En 2011 encore, les mêmes frayeurs s’accentuent. Les débrayages successifs ne s’arrêtent pas, occasionnant des pertes sèches aux finances publiques. Nul ne peut dire avec précision l’ampleur des manques-à-gagner. Sauf à constater qu’une seule journée non travaillée, c’est des dizaines de tonnes de marchandises qui ne sont pas dédouanées, c’est aussi du temps perdu aux opérateurs économiques, augmentant du même coup les frais journaliers de stationnement immédiatement répercutés sur les prix aux consommateurs. Sans compter que ce sont de nombreuses entreprises qui s’en trouvent bloquées dans la célérité de leurs activités. Dans un monde de rude concurrence, ces pertes de temps sont parfois impardonnables.

A y voir de près, la grève de cette semaine entre dans la liste déjà longue des débrayages les plus curieux qui frappent l’administration publique béninoise depuis quelques années. Pour obtenir réparation, les douaniers ont pu arracher un communiqué radiotélévisé signé des ministres de la défense et de l’intérieur, en vue de calmer leur courroux et leurs frustrations.

Pour deux douaniers violentés par leurs collègues militaires et un autre ayant échappé, comme d’autres, à des trafiquants furieux, la grève des disciples de St Mathieu vient jeter une nouvelle zone d’ombre sur l’atteinte des objectifs qu’ils se sont fixés en début d’année dans le cadre de la mobilisation des ressources de l’Etat. Ils ne les atteindront certainement pas.

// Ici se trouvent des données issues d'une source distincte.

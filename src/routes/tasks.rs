use actix_web::{HttpRequest, HttpResponse, Result as ActixResult, web};
use once_cell::sync::Lazy;

use crate::middlewares;
use crate::models::tasks::requests::{CreateTaskRequest, TaskQueryParams};
use crate::services::TaskService;
use crate::utils::SafeTaskId;

// 懒加载的全局 TASK_SERVICE 实例
static TASK_SERVICE: Lazy<TaskService> = Lazy::new(TaskService::new_lazy);

// HTTP处理程序
pub async fn list_tasks(
    req: HttpRequest,
    query: web::Query<TaskQueryParams>,
) -> ActixResult<HttpResponse> {
    TASK_SERVICE.list_tasks(&req, query.into_inner()).await
}

pub async fn create_task(
    req: HttpRequest,
    task_data: web::Json<CreateTaskRequest>,
) -> ActixResult<HttpResponse> {
    TASK_SERVICE.create_task(&req, task_data.into_inner()).await
}

pub async fn get_task(req: HttpRequest, task_id: SafeTaskId) -> ActixResult<HttpResponse> {
    TASK_SERVICE.get_task(&req, task_id.0).await
}

pub async fn delete_task(req: HttpRequest, task_id: SafeTaskId) -> ActixResult<HttpResponse> {
    TASK_SERVICE.delete_task(&req, task_id.0).await
}

// 配置路由
pub fn configure_tasks_routes(cfg: &mut web::ServiceConfig) {
    cfg.service(
        web::scope("/api/v1/tasks")
            .wrap(middlewares::RequireSession)
            .service(
                web::resource("")
                    .route(web::get().to(list_tasks))
                    .route(
                        web::post()
                            .to(create_task)
                            .wrap(middlewares::RequireRole::admin()),
                    ),
            )
            .service(
                web::resource("/{task_id}")
                    .route(web::get().to(get_task))
                    .route(
                        web::delete()
                            .to(delete_task)
                            .wrap(middlewares::RequireRole::admin()),
                    ),
            ),
    );
}

#[cfg(test)]
mod tests {
    use actix_web::http::StatusCode;
    use actix_web::test;
    use serde_json::json;

    use super::*;
    use crate::routes::test_support::{ADMIN_EMAIL, MEMBER_EMAIL, TestState, bearer, json_body};

    #[actix_web::test]
    async fn test_task_round_trips_through_create_and_fetch() {
        let state = TestState::new().await;
        let app = portal_test_app!(state, configure_tasks_routes);

        let req = test::TestRequest::post()
            .uri("/api/v1/tasks")
            .insert_header(bearer(ADMIN_EMAIL))
            .set_json(json!({
                "type": "examination",
                "course_code": "COMP1010",
                "title": "Final exam",
                "deadline": "2099-06-15T09:30:00.250Z",
                "resources": []
            }))
            .to_request();
        let resp = test::call_service(&app, req).await;
        assert_eq!(resp.status(), StatusCode::CREATED);
        let created = json_body(resp).await["data"].clone();

        let req = test::TestRequest::get()
            .uri(&format!("/api/v1/tasks/{}", created["id"].as_str().unwrap()))
            .insert_header(bearer(MEMBER_EMAIL))
            .to_request();
        let fetched = json_body(test::call_service(&app, req).await).await["data"].clone();
        assert_eq!(fetched, created);
        assert_eq!(fetched["resources"], json!([]));
    }

    #[actix_web::test]
    async fn test_list_tasks_with_filters() {
        let state = TestState::new().await;
        let app = portal_test_app!(state, configure_tasks_routes);

        let tasks = [
            ("assignment", "COMP1010", "Essay", "2099-03-01T00:00:00Z"),
            ("examination", "COMP1010", "Midterm", "2099-02-01T00:00:00Z"),
            ("assignment", "MATH2001", "Problem set", "2020-01-01T00:00:00Z"),
        ];
        for (kind, code, title, deadline) in tasks {
            let req = test::TestRequest::post()
                .uri("/api/v1/tasks")
                .insert_header(bearer(ADMIN_EMAIL))
                .set_json(json!({
                    "type": kind,
                    "course_code": code,
                    "title": title,
                    "deadline": deadline
                }))
                .to_request();
            assert_eq!(test::call_service(&app, req).await.status(), StatusCode::CREATED);
        }

        let req = test::TestRequest::get()
            .uri("/api/v1/tasks?upcoming_only=true")
            .insert_header(bearer(MEMBER_EMAIL))
            .to_request();
        let body = json_body(test::call_service(&app, req).await).await;
        let titles: Vec<&str> = body["data"]["items"]
            .as_array()
            .unwrap()
            .iter()
            .map(|t| t["title"].as_str().unwrap())
            .collect();
        // 按截止时间升序
        assert_eq!(titles, vec!["Midterm", "Essay"]);

        let req = test::TestRequest::get()
            .uri("/api/v1/tasks?type=assignment&course_code=MATH2001")
            .insert_header(bearer(MEMBER_EMAIL))
            .to_request();
        let body = json_body(test::call_service(&app, req).await).await;
        assert_eq!(body["data"]["pagination"]["total"], 1);

        let req = test::TestRequest::get()
            .uri("/api/v1/tasks?type=quiz")
            .insert_header(bearer(MEMBER_EMAIL))
            .to_request();
        assert_eq!(
            test::call_service(&app, req).await.status(),
            StatusCode::BAD_REQUEST
        );
    }

    #[actix_web::test]
    async fn test_delete_missing_task() {
        let state = TestState::new().await;
        let app = portal_test_app!(state, configure_tasks_routes);

        let req = test::TestRequest::delete()
            .uri("/api/v1/tasks/6f1c2a8e-3d4b-4c5d-9e6f-0a1b2c3d4e5f")
            .insert_header(bearer(ADMIN_EMAIL))
            .to_request();
        assert_eq!(
            test::call_service(&app, req).await.status(),
            StatusCode::NOT_FOUND
        );
    }
}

Le niveau d’exécution du budget 2011 sera certainement en-dessous des 30% environ enregistrés l’année dernière.

La mise en place d’un collectif budgétaire déguisé au sein des ministères, montre que ces menaces pèsent de plus en plus lourdement sur les finances publiques, sans que les solutions trouvées jusqu’ici ne puissent réellement prospérer. La croissance économique prévue (environ 3%), bien qu’étant déjà parmi les plus faibles du continent africain, ne sera certainement pas atteinte. En un mot, comme en mille, la grève des douaniers est une plaie béante sur l’économie béninoise.